Segment of American highway

U.S. Route 81 (US-81) is a north–south U.S. highway running through the central United States' Great Plains region, from Fort Worth, Texas to the U.S.–Canadian border at Pembina, North Dakota. A 229.28 mi segment of the highway lies within the state of Oklahoma. US-81 crosses the Red River from Texas south of Terral, passing through several Oklahoma cities, such as Chickasha, El Reno, Kingfisher, and Enid, before entering Kansas north of Renfrow.

The route of US-81 was originally served by the Chisholm Trail, which was used to drive cattle from Texas to Abilene, Kansas.

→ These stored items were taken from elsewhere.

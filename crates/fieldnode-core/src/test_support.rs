use std::collections::{BTreeMap, VecDeque};
use std::net::{IpAddr, Ipv4Addr};
use std::sync::atomic::{AtomicBool, AtomicU32, Ordering};
use std::sync::{Arc, Mutex};

use async_trait::async_trait;
use serde_json::Value;

use crate::config::NodeConfig;
use crate::connectivity::Link;
use crate::context::{Collaborators, NodeContext, NodeParts};
use crate::hal::{
    AnalogFrontend, HardwareError, HttpResponse, HttpTransport, IndicatorError, MqttMessage, MqttTransport,
    Network, NetworkError, ResourceProbe, Rgb, StatusSink, TransportError, WifiCredentials,
};
use crate::sensor::SensorKind;
use crate::storage::MemoryStore;

#[derive(Debug, Clone, PartialEq)]
pub enum Request {
    Get(String),
    Post(String, Value),
}

#[derive(Clone)]
pub struct ScriptedHttp {
    requests: Arc<Mutex<Vec<Request>>>,
    script: Arc<Mutex<VecDeque<Result<HttpResponse, TransportError>>>>,
    default_status: u16,
    default_body: Arc<Mutex<String>>,
}

impl ScriptedHttp {
    pub fn ok() -> Self {
        Self::with_default(200)
    }

    pub fn with_default(status: u16) -> Self {
        Self {
            requests: Arc::default(),
            script: Arc::default(),
            default_status: status,
            default_body: Arc::new(Mutex::new(String::new())),
        }
    }

    pub fn push(&self, response: Result<HttpResponse, TransportError>) {
        self.script.lock().expect("script lock").push_back(response);
    }

    pub fn push_status(&self, status: u16, body: &str) {
        self.push(Ok(HttpResponse {
            status,
            body: body.to_string(),
        }));
    }

    pub fn set_default_body(&self, body: &str) {
        *self.default_body.lock().expect("body lock") = body.to_string();
    }

    pub fn requests(&self) -> Vec<Request> {
        self.requests.lock().expect("requests lock").clone()
    }

    pub fn posts(&self) -> Vec<(String, Value)> {
        self.requests()
            .into_iter()
            .filter_map(|request| match request {
                Request::Post(url, body) => Some((url, body)),
                Request::Get(_) => None,
            })
            .collect()
    }

    fn answer(&self) -> Result<HttpResponse, TransportError> {
        self.script
            .lock()
            .expect("script lock")
            .pop_front()
            .unwrap_or_else(|| {
                Ok(HttpResponse {
                    status: self.default_status,
                    body: self.default_body.lock().expect("body lock").clone(),
                })
            })
    }
}

#[async_trait]
impl HttpTransport for ScriptedHttp {
    async fn get(&self, url: &str) -> Result<HttpResponse, TransportError> {
        self.requests.lock().expect("requests lock").push(Request::Get(url.to_string()));
        self.answer()
    }

    async fn post_json(&self, url: &str, body: &Value) -> Result<HttpResponse, TransportError> {
        self.requests
            .lock()
            .expect("requests lock")
            .push(Request::Post(url.to_string(), body.clone()));
        self.answer()
    }
}

#[derive(Clone, Default)]
pub struct FakeAdc {
    values: Arc<Mutex<BTreeMap<u8, u16>>>,
    failures_left: Arc<AtomicU32>,
    reads: Arc<AtomicU32>,
}

impl FakeAdc {
    pub fn with(channel: u8, raw: u16) -> Self {
        let adc = Self::default();
        adc.set(channel, raw);
        adc
    }

    pub fn set(&self, channel: u8, raw: u16) {
        self.values.lock().expect("values lock").insert(channel, raw);
    }

    pub fn fail_next(&self, count: u32) {
        self.failures_left.store(count, Ordering::SeqCst);
    }

    pub fn reads(&self) -> u32 {
        self.reads.load(Ordering::SeqCst)
    }
}

#[async_trait]
impl AnalogFrontend for FakeAdc {
    async fn read_raw(&self, channel: u8) -> Result<u16, HardwareError> {
        self.reads.fetch_add(1, Ordering::SeqCst);
        let failing = self
            .failures_left
            .fetch_update(Ordering::SeqCst, Ordering::SeqCst, |left| left.checked_sub(1))
            .is_ok();
        if failing {
            return Err(HardwareError::Timeout);
        }
        self.values
            .lock()
            .expect("values lock")
            .get(&channel)
            .copied()
            .ok_or(HardwareError::ChannelUnavailable(channel))
    }

    fn to_millivolts(&self, raw: u16) -> f32 {
        f32::from(raw) * 3300.0 / 4095.0
    }
}

#[derive(Clone, Default)]
pub struct FakeNetwork {
    pub accept: Arc<AtomicBool>,
    connected: Arc<AtomicBool>,
    attempts: Arc<AtomicU32>,
    last_credentials: Arc<Mutex<Option<WifiCredentials>>>,
}

impl FakeNetwork {
    pub fn accepting() -> Self {
        let network = Self::default();
        network.accept.store(true, Ordering::SeqCst);
        network
    }

    pub fn attempts(&self) -> u32 {
        self.attempts.load(Ordering::SeqCst)
    }

    pub fn drop_link(&self) {
        self.connected.store(false, Ordering::SeqCst);
    }

    pub fn last_credentials(&self) -> Option<WifiCredentials> {
        self.last_credentials.lock().expect("credentials lock").clone()
    }
}

#[async_trait]
impl Network for FakeNetwork {
    async fn connect(&self, credentials: &WifiCredentials) -> Result<(), NetworkError> {
        self.attempts.fetch_add(1, Ordering::SeqCst);
        *self.last_credentials.lock().expect("credentials lock") = Some(credentials.clone());
        if self.accept.load(Ordering::SeqCst) {
            self.connected.store(true, Ordering::SeqCst);
            Ok(())
        } else {
            Err(NetworkError::Rejected("no ap".to_string()))
        }
    }

    fn is_connected(&self) -> bool {
        self.connected.load(Ordering::SeqCst)
    }

    fn local_address(&self) -> Option<IpAddr> {
        self.is_connected().then_some(IpAddr::V4(Ipv4Addr::new(192, 168, 4, 20)))
    }
}

pub struct FakeMqtt {
    inbound: tokio::sync::mpsc::UnboundedReceiver<MqttMessage>,
    published: Arc<Mutex<Vec<MqttMessage>>>,
    subscriptions: Arc<Mutex<Vec<String>>>,
    connected: bool,
}

#[derive(Clone)]
pub struct BrokerSide {
    pub inject: tokio::sync::mpsc::UnboundedSender<MqttMessage>,
    pub published: Arc<Mutex<Vec<MqttMessage>>>,
    pub subscriptions: Arc<Mutex<Vec<String>>>,
}

impl BrokerSide {
    pub fn send(&self, topic: &str, payload: &str) {
        self.inject
            .send(MqttMessage {
                topic: topic.to_string(),
                payload: payload.as_bytes().to_vec(),
            })
            .expect("client alive");
    }
}

pub fn fake_mqtt() -> (FakeMqtt, BrokerSide) {
    let (inject, inbound) = tokio::sync::mpsc::unbounded_channel();
    let published = Arc::new(Mutex::new(Vec::new()));
    let subscriptions = Arc::new(Mutex::new(Vec::new()));
    (
        FakeMqtt {
            inbound,
            published: published.clone(),
            subscriptions: subscriptions.clone(),
            connected: false,
        },
        BrokerSide {
            inject,
            published,
            subscriptions,
        },
    )
}

#[async_trait]
impl MqttTransport for FakeMqtt {
    async fn connect(&mut self) -> Result<(), TransportError> {
        self.connected = true;
        Ok(())
    }

    async fn subscribe(&mut self, topic: &str) -> Result<(), TransportError> {
        self.subscriptions.lock().expect("subs lock").push(topic.to_string());
        Ok(())
    }

    async fn publish(&mut self, topic: &str, payload: &[u8]) -> Result<(), TransportError> {
        self.published.lock().expect("published lock").push(MqttMessage {
            topic: topic.to_string(),
            payload: payload.to_vec(),
        });
        Ok(())
    }

    async fn next_message(&mut self) -> Result<Option<MqttMessage>, TransportError> {
        Ok(self.inbound.recv().await)
    }

    fn is_connected(&self) -> bool {
        self.connected
    }
}

pub struct NullSink;

impl StatusSink for NullSink {
    fn show(&mut self, _color: Rgb) -> Result<(), IndicatorError> {
        Ok(())
    }
}

pub struct StaticProbe(pub u64);

impl ResourceProbe for StaticProbe {
    fn free_heap(&self) -> Option<u64> {
        Some(self.0)
    }

    fn free_stack(&self) -> Option<u32> {
        Some(4096)
    }
}

#[derive(Clone)]
pub struct Rig {
    pub http: ScriptedHttp,
    pub adc: FakeAdc,
    pub network: FakeNetwork,
    pub store: Arc<MemoryStore>,
    pub free_heap: u64,
}

impl Rig {
    pub fn new() -> Self {
        let adc = FakeAdc::with(SensorKind::Humidity.channel(), 2000);
        adc.set(SensorKind::Light.channel(), 200);
        Self {
            http: ScriptedHttp::ok(),
            adc,
            network: FakeNetwork::accepting(),
            store: Arc::new(MemoryStore::new()),
            free_heap: 200_000,
        }
    }

    pub fn collaborators(&self) -> Collaborators {
        Collaborators {
            adc: Arc::new(self.adc.clone()),
            network: Arc::new(self.network.clone()),
            http: Arc::new(self.http.clone()),
            mqtt: None,
            store: self.store.clone(),
            status_sink: Some(Box::new(NullSink)),
            probe: Arc::new(StaticProbe(self.free_heap)),
        }
    }

    pub fn build(&self, config: NodeConfig) -> (Arc<NodeContext>, NodeParts) {
        NodeContext::build(config, self.collaborators())
    }
}

pub fn fast_config() -> NodeConfig {
    let mut config = NodeConfig::default();
    config.backend.data_url = "http://backend.test/api/v1/process-data".to_string();
    config.backend.config_url = "http://backend.test/api/v1/sensors/serial/".to_string();
    config.backend.error_log_url = "http://backend.test/api/v1/error-logs".to_string();
    config.backend.timeout_ms = 1_000;
    config.timing.sample_period_secs = 1;
    config.timing.default_interval_secs = 1;
    config.timing.backoff_stages_secs = vec![5, 10, 30];
    config.wifi.attempt_timeout_secs = 1;
    config.wifi.retry_delay_ms = 100;
    config.wifi.cooldown_secs = 3;
    config.wifi.poll_secs = 1;
    config
}

pub fn go_online(ctx: &NodeContext) {
    ctx.connectivity.set(Link {
        connected: true,
        address: Some(IpAddr::V4(Ipv4Addr::new(192, 168, 4, 20))),
    });
}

US-81 was established as a primary route of the U.S. highway system at the time of the system's original designation. US-81 was established through Oklahoma on December 7, 1926.

==Route description==
US-81 enters the state of Oklahoma from Montague County, Texas by crossing a bridge across the Red River into Jefferson County. Just north of the river, the highway passes through Terral, its first Oklahoma town. The route takes a due north course north of Terral, with a Union Pacific rail line, which US-81 will parallel throughout its time in Oklahoma, lying just to the west of the highway, and the Red River running to the west of that. US-81 has its first highway junction in Oklahoma in Ryan, where it serves as the western terminus of State Highway 32 (SH-32). North of Ryan, the highway begins paralleling Beaver Creek, a tributary of the Red River, and bypasses Sugden to the east. US-81 intersects US-70 on the southeastern outskirts of Waurika, the county seat of Jefferson County. As US-81 passes north of the town, it begins roughly following the course of Cow Creek, which spills into Beaver Creek in Waurika. The highway curves northeast to bisect Addington before returning to a due north course as it enters Stephens County.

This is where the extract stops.